Dia mulai minum obat perangsang - pertama Vyvanse, lalu beralih ke Adderall XR untuk alasan asuransi. Psikiaternya, yang juga keturunan India-Amerika, memuji orang tuanya karena telah membawanya masuk. Dia mengatakan banyak keluarga Asia Selatan tidak membawa anak-anak mereka ke psikiater, yang menghambat diagnosis yang tepat.

"Saya memberi tahu jiwa saya bagaimana sekolah saya akan memperlakukan saya," katanya.

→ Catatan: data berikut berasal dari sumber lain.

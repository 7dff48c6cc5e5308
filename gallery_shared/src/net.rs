//! Networking primitives.
//!
//! One persistent reliable (TCP) connection per viewer carries the whole
//! session: a versioned handshake, then periodic peer state both ways.
//! Frames are length-prefixed JSON, explicit and versionable, sized for
//! tens of messages per second rather than bulk transfer.

use anyhow::Context;
use bytes::{BufMut, Bytes, BytesMut};
use serde::{Deserialize, Serialize};
use std::{
    net::SocketAddr,
    sync::atomic::{AtomicU32, Ordering},
};
use tokio::{
    io::{AsyncReadExt, AsyncWriteExt},
    net::{
        tcp::{OwnedReadHalf, OwnedWriteHalf},
        TcpListener, TcpStream,
    },
    time,
};

use crate::math::Vec3;

/// Protocol version for compatibility checks.
pub const PROTOCOL_VERSION: u32 = 1;

static NEXT_PEER_ID: AtomicU32 = AtomicU32::new(1);

/// Identifies a connected viewer within one session.
#[derive(Debug, Clone, Copy, PartialEq, Eq, Hash, Serialize, Deserialize)]
pub struct PeerId(pub u32);

impl PeerId {
    pub fn new_unique() -> Self {
        PeerId(NEXT_PEER_ID.fetch_add(1, Ordering::Relaxed))
    }
}

/// One peer's replicated state: a position snapshot, no deltas.
#[derive(Debug, Clone, Copy, Serialize, Deserialize, PartialEq)]
pub struct PeerUpdate {
    pub peer_id: PeerId,
    pub position: Vec3,
}

/// High-level message envelope.
#[derive(Debug, Clone, Serialize, Deserialize, PartialEq)]
pub enum GalleryMsg {
    /// Client -> server on connect.
    Hello { protocol: u32 },
    /// Server -> client: assigns the session peer id.
    Welcome { peer_id: PeerId },
    /// Both directions. Client sends its own state; the relay forwards
    /// it to every other peer with the sender's authoritative id.
    PeerState(PeerUpdate),
    /// Either direction, best effort.
    Disconnect { reason: String },
}

/// Reliable connection with length-prefixed frames.
#[derive(Debug)]
pub struct ReliableConn {
    stream: TcpStream,
}

impl ReliableConn {
    pub fn new(stream: TcpStream) -> Self {
        Self { stream }
    }

    pub async fn send(&mut self, msg: &GalleryMsg) -> anyhow::Result<()> {
        let payload = serde_json::to_vec(msg).context("serialize msg")?;
        let mut buf = BytesMut::with_capacity(4 + payload.len());
        buf.put_u32(payload.len() as u32);
        buf.extend_from_slice(&payload);
        self.stream.write_all(&buf).await.context("tcp write")?;
        Ok(())
    }

    pub async fn recv(&mut self) -> anyhow::Result<GalleryMsg> {
        let mut len_buf = [0u8; 4];
        self.stream
            .read_exact(&mut len_buf)
            .await
            .context("tcp read len")?;
        let len = u32::from_be_bytes(len_buf) as usize;
        let mut payload = vec![0u8; len];
        self.stream
            .read_exact(&mut payload)
            .await
            .context("tcp read payload")?;
        let msg = serde_json::from_slice(&payload).context("deserialize msg")?;
        Ok(msg)
    }

    /// Receives a message within the given timeout; `None` on timeout.
    pub async fn recv_timeout(
        &mut self,
        timeout: std::time::Duration,
    ) -> anyhow::Result<Option<GalleryMsg>> {
        match time::timeout(timeout, self.recv()).await {
            Ok(Ok(msg)) => Ok(Some(msg)),
            Ok(Err(e)) => Err(e),
            Err(_) => Ok(None),
        }
    }

    pub fn peer_addr(&self) -> anyhow::Result<SocketAddr> {
        Ok(self.stream.peer_addr()?)
    }

    /// Splits into independently owned read/write halves so the relay
    /// can read in one task and fan out writes from another.
    pub fn into_split(self) -> (ConnReader, ConnWriter) {
        let (r, w) = self.stream.into_split();
        (ConnReader { read: r }, ConnWriter { write: w })
    }
}

/// Read half of a split connection.
#[derive(Debug)]
pub struct ConnReader {
    read: OwnedReadHalf,
}

impl ConnReader {
    pub async fn recv(&mut self) -> anyhow::Result<GalleryMsg> {
        let mut len_buf = [0u8; 4];
        self.read
            .read_exact(&mut len_buf)
            .await
            .context("tcp read len")?;
        let len = u32::from_be_bytes(len_buf) as usize;
        let mut payload = vec![0u8; len];
        self.read
            .read_exact(&mut payload)
            .await
            .context("tcp read payload")?;
        serde_json::from_slice(&payload).context("deserialize msg")
    }
}

/// Write half of a split connection.
#[derive(Debug)]
pub struct ConnWriter {
    write: OwnedWriteHalf,
}

impl ConnWriter {
    pub async fn send(&mut self, msg: &GalleryMsg) -> anyhow::Result<()> {
        let payload = serde_json::to_vec(msg).context("serialize msg")?;
        let mut buf = BytesMut::with_capacity(4 + payload.len());
        buf.put_u32(payload.len() as u32);
        buf.extend_from_slice(&payload);
        self.write.write_all(&buf).await.context("tcp write")?;
        Ok(())
    }
}

/// TCP server listener.
pub struct ReliableListener {
    listener: TcpListener,
}

impl ReliableListener {
    pub async fn bind(addr: SocketAddr) -> anyhow::Result<Self> {
        let listener = TcpListener::bind(addr).await.context("tcp bind")?;
        Ok(Self { listener })
    }

    pub async fn accept(&self) -> anyhow::Result<(ReliableConn, SocketAddr)> {
        let (stream, addr) = self.listener.accept().await.context("tcp accept")?;
        Ok((ReliableConn::new(stream), addr))
    }

    pub fn local_addr(&self) -> anyhow::Result<SocketAddr> {
        Ok(self.listener.local_addr()?)
    }
}

/// Convenience codec helpers.
pub fn encode_to_bytes(msg: &GalleryMsg) -> anyhow::Result<Bytes> {
    let payload = serde_json::to_vec(msg).context("serialize")?;
    Ok(Bytes::from(payload))
}

pub fn decode_from_bytes(b: &[u8]) -> anyhow::Result<GalleryMsg> {
    serde_json::from_slice(b).context("deserialize")
}
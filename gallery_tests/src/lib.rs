//! Shared helpers for the integration tests.

/// Installs a test-friendly tracing subscriber. Safe to call from every
/// test; only the first call wins.
pub fn init_test_tracing() {
    let _ = tracing_subscriber::fmt()
        .with_env_filter("info")
        .with_test_writer()
        .try_init();
}
//! Locomotion abstraction.
//!
//! The viewer's collision/locomotion is an opaque stepped simulator as
//! far as the rest of the system is concerned: the sync loop only reads
//! a position out of it. `RoomWalk` is the concrete stepper used by the
//! client binary; `NullLocomotion` keeps headless tests deterministic.

use crate::math::Vec3;
use crate::room::Room;

/// Eye height added to the body position for the camera/avatar.
pub const EYE_HEIGHT: f32 = 1.6;

/// Ground walk speed in units per second.
pub const WALK_SPEED: f32 = 3.0;

/// A movable body: position plus horizontal velocity.
#[derive(Debug, Clone, Copy, Default, PartialEq)]
pub struct PlayerBody {
    pub position: Vec3,
    pub velocity: Vec3,
}

/// Stepped locomotion backend.
pub trait Locomotion: Send + Sync {
    fn step(&mut self, body: &mut PlayerBody, dt_sec: f32);
}

/// No-op locomotion.
#[derive(Default)]
pub struct NullLocomotion;

impl Locomotion for NullLocomotion {
    fn step(&mut self, _body: &mut PlayerBody, _dt_sec: f32) {}
}

/// Damped walking confined to the room interior.
pub struct RoomWalk {
    room: Room,
    /// Velocity retained per step; the rest bleeds off as damping.
    damping: f32,
    /// Clearance kept between the body and each wall.
    margin: f32,
}

impl RoomWalk {
    pub fn new(room: Room) -> Self {
        Self {
            room,
            damping: 0.9,
            margin: 0.3,
        }
    }
}

impl Locomotion for RoomWalk {
    fn step(&mut self, body: &mut PlayerBody, dt_sec: f32) {
        body.position = body.position + body.velocity * dt_sec;
        body.velocity = body.velocity * self.damping;

        let half_w = self.room.width / 2.0 - self.margin;
        let half_d = self.room.depth / 2.0 - self.margin;
        body.position.x = body.position.x.clamp(-half_w, half_w);
        body.position.z = body.position.z.clamp(-half_d, half_d);
        body.position.y = 0.0;
    }
}
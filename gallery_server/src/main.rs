//! Standalone coordinator binary.
//!
//! Usage:
//!   cargo run -p gallery_server -- [--addr 127.0.0.1:8000]
//!
//! The coordinator accepts viewer connections and relays each peer's
//! position snapshots to every other connected viewer.
//!
//! Console commands:
//!   status  - Show connected viewers
//!   quit    - Shutdown coordinator

use std::env;
use std::io::{BufRead, Write};
use std::time::Duration;

use anyhow::Context;
use gallery_server::server::RelayServer;
use gallery_shared::config::GalleryConfig;
use tokio::sync::mpsc;
use tracing::info;

fn parse_args() -> GalleryConfig {
    let mut cfg = GalleryConfig::default();
    let args: Vec<String> = env::args().collect();
    let mut i = 1;
    while i < args.len() {
        match args[i].as_str() {
            "--addr" if i + 1 < args.len() => {
                cfg.server_addr = args[i + 1].clone();
                i += 2;
            }
            _ => i += 1,
        }
    }
    cfg
}

#[tokio::main]
async fn main() -> anyhow::Result<()> {
    tracing_subscriber::fmt()
        .with_env_filter(
            tracing_subscriber::EnvFilter::try_from_default_env().unwrap_or_else(|_| "info".into()),
        )
        .init();

    let cfg = parse_args();
    info!(addr = %cfg.server_addr, "Starting coordinator");

    let mut server = RelayServer::new(cfg).await.context("create server")?;
    let local = server.local_addr()?;
    info!(%local, "Coordinator listening");

    // Set up console input channel.
    let (console_tx, console_rx) = mpsc::channel::<String>(32);
    server.set_console_input(console_rx);

    // Spawn stdin reader thread.
    std::thread::spawn(move || {
        let stdin = std::io::stdin();
        let mut stdout = std::io::stdout();
        loop {
            print!("] ");
            let _ = stdout.flush();
            let mut line = String::new();
            if stdin.lock().read_line(&mut line).is_err() {
                break;
            }
            let line = line.trim().to_string();
            if !line.is_empty() && console_tx.blocking_send(line).is_err() {
                break;
            }
        }
    });

    println!("Coordinator ready. Type 'status' for info, 'quit' to exit.");
    println!();

    // Main relay loop.
    let tick_interval = Duration::from_millis(5);
    let mut next_tick = tokio::time::Instant::now();

    loop {
        // Accept new viewers (non-blocking); a failed handshake only
        // loses that connection.
        if let Err(e) = server.try_accept(Duration::from_millis(1)).await {
            info!(error = %e, "Rejected connection");
        }

        server.step().await?;

        next_tick += tick_interval;
        tokio::time::sleep_until(next_tick).await;
    }
}
pub mod assertion;
pub mod config;
pub mod context;
pub mod error;
pub mod path;
pub mod principal;
pub mod registry;
pub mod request;
pub mod resource;
pub mod service;

pub use assertion::{Assertion, AuthenticationRequired, CustomAssertion, MatchInput};
pub use config::DispatchConfig;
pub use context::{Binding, RequestContext};
pub use dispatchx_dsa::ServiceId;
pub use error::{ConfigError, DispatchError};
pub use path::{InvalidPath, ResourcePath};
pub use principal::{Anonymous, Principal, PrincipalSource, RequestPrincipal};
pub use registry::{ServiceDefinition, ServiceRegistry};
pub use request::{Method, Request};
pub use resource::{MemoryResourceStore, Resource, ResourceStore, RetrieveError};
pub use service::{Service, ServiceRef, ServiceTree};

/// Collects service definitions and settings before the tree is frozen.
///
/// ## Startup Only
/// Nothing here is consulted per request: `build_tree` validates once and
/// the resulting [`ServiceTree`] is immutable.
pub struct DispatchBuilder {
    pub registry: ServiceRegistry,
    pub config: DispatchConfig,
}

impl Default for DispatchBuilder {
    fn default() -> Self {
        Self::new()
    }
}

impl DispatchBuilder {
    pub fn new() -> Self {
        Self {
            registry: ServiceRegistry::new(),
            config: DispatchConfig::default(),
        }
    }

    /// Registers one service definition.
    pub fn service(mut self, definition: ServiceDefinition) -> Self {
        self.registry.register(definition);
        self
    }

    /// Replaces the settings and registers the services the config declares.
    pub fn with_config(mut self, mut config: DispatchConfig) -> Self {
        for definition in config.services.drain(..) {
            self.registry.register(definition);
        }
        self.config = config;
        self
    }

    pub fn with_uri_prefix(mut self, prefix: impl Into<String>) -> Self {
        self.config.uri_prefixes.push(prefix.into());
        self
    }

    pub fn with_index_files<I, S>(mut self, names: I) -> Self
    where
        I: IntoIterator<Item = S>,
        S: Into<String>,
    {
        self.config.index_files = names.into_iter().map(Into::into).collect();
        self
    }

    pub fn with_credential_token(mut self, token: impl Into<String>) -> Self {
        self.config.credential_token = Some(token.into());
        self
    }

    /// Splits into the validated tree and the remaining settings.
    pub fn build_tree(self) -> Result<(ServiceTree, DispatchConfig), ConfigError> {
        let tree = self.registry.build()?;
        Ok((tree, self.config))
    }
}
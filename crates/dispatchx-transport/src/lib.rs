pub use dispatchx_core::{DispatchBuilder, DispatchError, RequestContext};
pub mod index;
pub mod normalize;
pub mod resolver;
pub mod server;
pub mod store;

pub use index::IndexFileResolver;
pub use normalize::PathNormalizer;
pub use resolver::Resolver;
pub use server::{DispatchServer, Inbound, Outcome};
pub use store::{ContextGuard, RequestContextStore};
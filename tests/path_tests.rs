//! # Path Tests
//!
//! Resource path parsing and request path normalization.

use dispatchx_core::{Method, ResourcePath};
use dispatchx_transport::PathNormalizer;
use std::str::FromStr;

#[test]
fn test_resource_path_parse() {
    let root = ResourcePath::parse("/").unwrap();
    assert!(root.is_root());
    assert_eq!(root.parent(), None);
    assert_eq!(root.depth(), 0);

    let page = ResourcePath::parse("/docs/guide.html").unwrap();
    assert_eq!(page.name(), "guide.html");
    assert_eq!(page.parent(), Some(ResourcePath::parse("/docs").unwrap()));
    assert_eq!(page.segments().collect::<Vec<_>>(), ["docs", "guide.html"]);
    assert_eq!(ResourcePath::parse("/docs").unwrap().parent(), Some(ResourcePath::root()));

    for bad in ["", "docs", "/docs/", "/a//b", "/a/../b", "/./a"] {
        assert!(ResourcePath::parse(bad).is_err(), "{:?} should be rejected", bad);
    }
}

#[test]
fn test_resource_path_join_and_prefix() {
    let docs = ResourcePath::parse("/docs").unwrap();
    assert_eq!(ResourcePath::root().join("docs").unwrap(), docs);
    assert_eq!(docs.join("a").unwrap().as_str(), "/docs/a");
    assert!(docs.join("..").is_err());

    assert!(docs.join("a").unwrap().starts_with(&docs));
    assert!(docs.starts_with(&docs));
    assert!(!ResourcePath::parse("/docsets").unwrap().starts_with(&docs));
    assert!(docs.starts_with(&ResourcePath::root()));
}

#[test]
fn test_method_parsing() {
    assert_eq!(Method::from_str("get").unwrap(), Method::Get);
    assert_eq!(Method::from_str("PROPFIND").unwrap(), Method::Propfind);
    assert!(Method::from_str("BREW").is_err());
    assert_eq!(Method::Mkcol.to_string(), "MKCOL");
}

#[test]
fn test_normalizer_trailing_slash_and_root() {
    let normalizer = PathNormalizer::default();

    assert_eq!(normalizer.normalize("/").unwrap(), ResourcePath::root());
    assert_eq!(normalizer.normalize("").unwrap(), ResourcePath::root());
    assert_eq!(normalizer.normalize("/foo/").unwrap(), normalizer.normalize("/foo").unwrap());
    assert_eq!(normalizer.normalize("/foo/bar/").unwrap().as_str(), "/foo/bar");
    assert!(normalizer.normalize("/foo//").is_err());
    assert!(normalizer.normalize("//").is_err());
    assert!(normalizer.normalize("/a/../etc").is_err());
}

#[test]
fn test_normalizer_strips_prefix_on_segment_boundary() {
    let normalizer = PathNormalizer::new(["site/", "/cms"]);
    assert_eq!(normalizer.prefixes(), ["/site", "/cms"]);

    assert_eq!(normalizer.normalize("/site/docs").unwrap().as_str(), "/docs");
    assert_eq!(normalizer.normalize("/site").unwrap(), ResourcePath::root());
    assert_eq!(normalizer.normalize("/site/").unwrap(), ResourcePath::root());
    assert_eq!(normalizer.normalize("/cms/a/b/").unwrap().as_str(), "/a/b");
    assert_eq!(normalizer.normalize("/sitemap.xml").unwrap().as_str(), "/sitemap.xml");
    assert!(normalizer.normalize("/site//").is_err());
}
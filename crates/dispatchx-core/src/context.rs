use core::fmt;
use dispatchx_dsa::ServiceId;
use std::sync::Arc;

use crate::path::ResourcePath;
use crate::principal::Principal;
use crate::request::Request;
use crate::resource::Resource;
use crate::service::{ServiceRef, ServiceTree};

/// The service-independent half of a request context.
///
/// Computed once per request and shared by every provisional context the
/// resolver creates while walking the tree.
#[derive(Debug, Clone, PartialEq, Eq)]
pub struct Binding {
    resource: Option<Resource>,
    resource_uri: ResourcePath,
    current_collection: ResourcePath,
    index_file_uri: Option<ResourcePath>,
    is_index_file: bool,
}

impl Binding {
    /// The current collection is the resource itself when it is a
    /// collection, otherwise its parent.
    pub fn new(resource_uri: ResourcePath, resource: Option<Resource>) -> Self {
        let current_collection = match &resource {
            Some(resource) if resource.is_collection() => resource_uri.clone(),
            _ => resource_uri.parent().unwrap_or_else(ResourcePath::root),
        };
        Self {
            resource,
            resource_uri,
            current_collection,
            index_file_uri: None,
            is_index_file: false,
        }
    }

    pub fn with_index_file(mut self, index_file_uri: ResourcePath, is_index_file: bool) -> Self {
        self.index_file_uri = Some(index_file_uri);
        self.is_index_file = is_index_file;
        self
    }

    pub fn resource(&self) -> Option<&Resource> {
        self.resource.as_ref()
    }

    pub fn resource_uri(&self) -> &ResourcePath {
        &self.resource_uri
    }

    pub fn current_collection(&self) -> &ResourcePath {
        &self.current_collection
    }

    pub fn index_file_uri(&self) -> Option<&ResourcePath> {
        self.index_file_uri.as_ref()
    }

    pub fn is_index_file(&self) -> bool {
        self.is_index_file
    }
}

/// Everything downstream handlers learn about a resolved request.
///
/// Immutable once built; cloning is a handful of `Arc` bumps.
#[derive(Clone)]
pub struct RequestContext {
    request: Arc<Request>,
    tree: Arc<ServiceTree>,
    service: ServiceId,
    binding: Arc<Binding>,
    principal: Option<Arc<Principal>>,
}

impl RequestContext {
    pub fn new(
        request: Arc<Request>,
        tree: Arc<ServiceTree>,
        service: ServiceId,
        binding: Arc<Binding>,
        principal: Option<Arc<Principal>>,
    ) -> Self {
        Self {
            request,
            tree,
            service,
            binding,
            principal,
        }
    }

    pub fn request(&self) -> &Request {
        &self.request
    }

    pub fn service(&self) -> ServiceRef<'_> {
        self.tree.service(self.service)
    }

    pub fn service_id(&self) -> ServiceId {
        self.service
    }

    pub fn tree(&self) -> &Arc<ServiceTree> {
        &self.tree
    }

    pub fn binding(&self) -> &Binding {
        &self.binding
    }

    pub fn resource(&self) -> Option<&Resource> {
        self.binding.resource()
    }

    pub fn resource_uri(&self) -> &ResourcePath {
        self.binding.resource_uri()
    }

    pub fn current_collection(&self) -> &ResourcePath {
        self.binding.current_collection()
    }

    pub fn index_file_uri(&self) -> Option<&ResourcePath> {
        self.binding.index_file_uri()
    }

    pub fn is_index_file(&self) -> bool {
        self.binding.is_index_file()
    }

    pub fn principal(&self) -> Option<&Principal> {
        self.principal.as_deref()
    }

    /// Returns `true` if the resolved service is `name` or one of its
    /// descendants.
    pub fn is_within(&self, name: &str) -> bool {
        match self.tree.find(name) {
            Some(ancestor) => self.tree.is_descendant_of(self.service, ancestor.id()),
            None => false,
        }
    }
}

impl fmt::Debug for RequestContext {
    fn fmt(&self, f: &mut fmt::Formatter<'_>) -> fmt::Result {
        f.debug_struct("RequestContext")
            .field("method", &self.request.method())
            .field("service", &self.service().name())
            .field("resource_uri", self.binding.resource_uri())
            .field("current_collection", self.binding.current_collection())
            .field("index_file_uri", &self.binding.index_file_uri())
            .field("is_index_file", &self.binding.is_index_file())
            .finish()
    }
}
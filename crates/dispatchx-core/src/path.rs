use core::fmt;
use core::str::FromStr;
use serde::Deserialize;

#[derive(Debug, Clone, PartialEq, Eq, thiserror::Error)]
#[error("invalid resource path '{path}': {reason}")]
pub struct InvalidPath {
    pub path: String,
    pub reason: &'static str,
}

impl InvalidPath {
    fn new(path: &str, reason: &'static str) -> Self {
        Self {
            path: path.to_string(),
            reason,
        }
    }
}

/// A normalized, absolute resource path.
///
/// `/` is the root. Every other path starts with `/`, has no trailing slash
/// and no empty, `.` or `..` segments.
#[derive(Clone, Debug, PartialEq, Eq, Hash, PartialOrd, Ord, Deserialize)]
#[serde(try_from = "String")]
pub struct ResourcePath(String);

impl ResourcePath {
    pub fn root() -> Self {
        ResourcePath("/".to_string())
    }

    pub fn parse(raw: &str) -> Result<Self, InvalidPath> {
        if raw == "/" {
            return Ok(Self::root());
        }
        let Some(rest) = raw.strip_prefix('/') else {
            return Err(InvalidPath::new(raw, "path must be absolute"));
        };
        for segment in rest.split('/') {
            match segment {
                "" => return Err(InvalidPath::new(raw, "empty path segment")),
                "." | ".." => return Err(InvalidPath::new(raw, "relative path segment")),
                _ if segment.contains('\0') => return Err(InvalidPath::new(raw, "NUL in path segment")),
                _ => {}
            }
        }
        Ok(ResourcePath(raw.to_string()))
    }

    pub fn as_str(&self) -> &str {
        &self.0
    }

    pub fn is_root(&self) -> bool {
        self.0 == "/"
    }

    /// Last segment, empty for the root.
    pub fn name(&self) -> &str {
        match self.0.rfind('/') {
            Some(idx) => &self.0[idx + 1..],
            None => "",
        }
    }

    pub fn parent(&self) -> Option<ResourcePath> {
        if self.is_root() {
            return None;
        }
        match self.0.rfind('/') {
            Some(0) => Some(Self::root()),
            Some(idx) => Some(ResourcePath(self.0[..idx].to_string())),
            None => None,
        }
    }

    pub fn join(&self, name: &str) -> Result<ResourcePath, InvalidPath> {
        if self.is_root() {
            Self::parse(&format!("/{}", name))
        } else {
            Self::parse(&format!("{}/{}", self.0, name))
        }
    }

    /// Returns `true` if `self` equals `prefix` or lies below it.
    /// Matching is done on whole segments: `/ab` does not start with `/a`.
    pub fn starts_with(&self, prefix: &ResourcePath) -> bool {
        if prefix.is_root() {
            return true;
        }
        match self.0.strip_prefix(prefix.as_str()) {
            Some(rest) => rest.is_empty() || rest.starts_with('/'),
            None => false,
        }
    }

    pub fn segments(&self) -> impl Iterator<Item = &str> {
        self.0.split('/').filter(|segment| !segment.is_empty())
    }

    pub fn depth(&self) -> usize {
        self.segments().count()
    }
}

impl fmt::Display for ResourcePath {
    fn fmt(&self, f: &mut fmt::Formatter<'_>) -> fmt::Result {
        f.write_str(&self.0)
    }
}

impl FromStr for ResourcePath {
    type Err = InvalidPath;

    fn from_str(s: &str) -> Result<Self, Self::Err> {
        Self::parse(s)
    }
}

impl TryFrom<String> for ResourcePath {
    type Error = InvalidPath;

    fn try_from(value: String) -> Result<Self, Self::Error> {
        Self::parse(&value)
    }
}

impl AsRef<str> for ResourcePath {
    fn as_ref(&self) -> &str {
        &self.0
    }
}
use dispatchx_dsa::ForestError;
use std::sync::Arc;

use crate::assertion::AuthenticationRequired;
use crate::context::RequestContext;
use crate::path::InvalidPath;
use crate::request::Request;
use crate::resource::RetrieveError;

/// Startup errors. None of them are recoverable: the process must not start
/// with an invalid service tree.
#[derive(Debug, thiserror::Error)]
pub enum ConfigError {
    #[error("no root services configured")]
    EmptyRootList,
    #[error("duplicate service definition '{0}'")]
    DuplicateService(String),
    #[error("service '{referenced_by}' references unknown service '{name}'")]
    UnknownService { name: String, referenced_by: String },
    #[error("service '{child}' already has parent '{existing}', cannot also be a child of '{requested}'")]
    AmbiguousParent {
        child: String,
        existing: String,
        requested: String,
    },
    #[error("service '{0}' cannot be its own parent")]
    SelfParent(String),
    #[error("service '{0}' is part of a parent cycle")]
    CyclicParent(String),
    #[error(
        "assertion '{assertion}' on service '{service}' conflicts with '{ancestor_assertion}' on ancestor '{ancestor}' (chain: {chain})",
        chain = .chain.join(" -> ")
    )]
    AssertionConflict {
        service: String,
        assertion: String,
        ancestor: String,
        ancestor_assertion: String,
        chain: Vec<String>,
    },
    #[error("failed to parse configuration: {0}")]
    Parse(#[from] toml::de::Error),
    #[error("failed to read configuration: {0}")]
    Io(#[from] std::io::Error),
}

impl From<ForestError> for ConfigError {
    fn from(e: ForestError) -> Self {
        match e {
            ForestError::EmptyForest => ConfigError::EmptyRootList,
            ForestError::AmbiguousParent {
                child,
                existing,
                requested,
            } => ConfigError::AmbiguousParent {
                child,
                existing,
                requested,
            },
            ForestError::SelfParent { name } => ConfigError::SelfParent(name),
            ForestError::Unreachable { name } => ConfigError::CyclicParent(name),
        }
    }
}

/// Per-request errors. They never affect the shared tree or other requests.
#[derive(Debug, thiserror::Error)]
pub enum DispatchError {
    #[error("no service mapped for {} {}", .request.method(), .request.path())]
    Unmapped { request: Box<Request> },
    /// An assertion challenged the request. `context` is the provisional
    /// context of the service that raised it, still bound in the store.
    #[error("service '{service}' challenged the request: {challenge}", service = .context.service().name())]
    Unauthenticated {
        context: Arc<RequestContext>,
        challenge: AuthenticationRequired,
    },
    #[error("resource retrieval failed: {0}")]
    Retrieval(#[from] RetrieveError),
    #[error(transparent)]
    InvalidPath(#[from] InvalidPath),
}

impl DispatchError {
    pub fn is_unmapped(&self) -> bool {
        matches!(self, DispatchError::Unmapped { .. })
    }

    /// The partial context carried by an authentication challenge.
    pub fn context(&self) -> Option<&Arc<RequestContext>> {
        match self {
            DispatchError::Unauthenticated { context, .. } => Some(context),
            _ => None,
        }
    }
}
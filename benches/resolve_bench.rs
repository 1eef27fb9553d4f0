use criterion::{black_box, criterion_group, criterion_main, Criterion};
use dispatch_x::dispatchx_core::MemoryResourceStore;
use dispatch_x::{Assertion, Method, Request, ResourcePath, Resolver, ServiceDefinition, ServiceRegistry};
use std::sync::Arc;

fn wide_tree(fanout: usize) -> ServiceRegistry {
    let mut registry = ServiceRegistry::new();
    registry.register(ServiceDefinition::new("root"));
    for i in 0..fanout {
        let section = format!("section-{}", i);
        let prefix = ResourcePath::parse(&format!("/{}", section)).unwrap();
        registry.register(
            ServiceDefinition::new(section.clone())
                .parent("root")
                .order(i as i32)
                .assert(Assertion::path_prefix(prefix)),
        );
        registry.register(
            ServiceDefinition::new(format!("{}-post", section))
                .parent(section)
                .assert(Assertion::method(Method::Post)),
        );
    }
    registry
}

fn resolve_performance(c: &mut Criterion) {
    let tree = Arc::new(wide_tree(64).build().unwrap());
    let store = MemoryResourceStore::new().with_collection("/").unwrap();
    let resolver = Resolver::new(tree, Arc::new(store));

    let last = Request::post("/section-63/page");
    c.bench_function("resolve_last_sibling_depth_2", |b| {
        b.iter(|| resolver.resolve(black_box(&last)).is_ok())
    });

    let unmapped = Request::get("/nowhere/").with_parameter("x", "1");
    c.bench_function("resolve_fallback_to_root", |b| {
        b.iter(|| resolver.resolve(black_box(&unmapped)).is_ok())
    });
}

criterion_group!(benches, resolve_performance);
criterion_main!(benches);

Dia tidak terlihat kaget; dia hanya mengerti dan tidak menghakimi. Saya melihatnya setiap tiga bulan. Dia mengajari saya bahwa, karena ADHD saya parah, saya tidak dapat berhenti minum obat karena obat ini juga berguna untuk menyelesaikan tugas dan tugas dalam kehidupan sehari-hari, bukan hanya sekolah. ”

Sebelum didiagnosis dan pernah membayangkan dia menderita ADHD, Eeshani pernah mendengar anak-anak di sekolah membuat lelucon tentang Adderall. Ketika dia pertama kali diresepkan Adderall, dia gugup tentang potensi efek samping dan apa yang mungkin dipikirkan orang lain tentang dia jika mereka tahu dia menggunakannya. Dia takut prestasinya akan dipandang berbeda.

“Ibu dan ayah saya senang ada solusi setelah saya didiagnosis dan menerima obat, tetapi mereka harus mengingatkan saya bahwa obat-obatan saya tidak mendorong kesuksesan saya,” katanya. Saya lakukan.

Artikel ini dikutip dari buku yang akan datang oleh Mrinal Gokhale berjudul,Saaya Unveiled: South Asian Mental Health Spotlighted, tersedia di Kindle sekarang dan dalam sampul tipis pada Mei 2021.

Model Minoritas Mitos: Langkah Berikutnya

  • Blog: “Bagaimana Budaya Standar Tinggi yang Tidak Mungkin Menolak Perjuangan Kesehatan Mental Saya”
  • Baca baca: “Anda Tidak Mungkin Mengalami ADHD!”
  • Baca baca: “Saya Juga Punya Suara: Tentang Menjadi Orang Amerika Asia dengan ADHD.”

DUKUNGAN TAMBAHAN
Terima kasih telah membaca ADDitude. Untuk mendukung misi kami dalam memberikan pendidikan dan dukungan ADHD, mohon pertimbangkan untuk berlangganan. Pembaca dan dukungan Anda membantu membuat konten dan jangkauan kami menjadi mungkin. Terima kasih.

Diperbarui pada 26 April 2021

Sejak 1998, jutaan orang tua dan orang dewasa telah mempercayai panduan dan dukungan ahli ADDitude untuk hidup lebih baik dengan ADHD dan kondisi kesehatan mental terkait. Misi kami adalah menjadi penasihat tepercaya Anda, sumber pemahaman dan panduan yang tak tergoyahkan di sepanjang jalan menuju kesehatan.

Dapatkan edisi gratis dan eBook ADDitude gratis, plus hemat 42% dari harga sampul.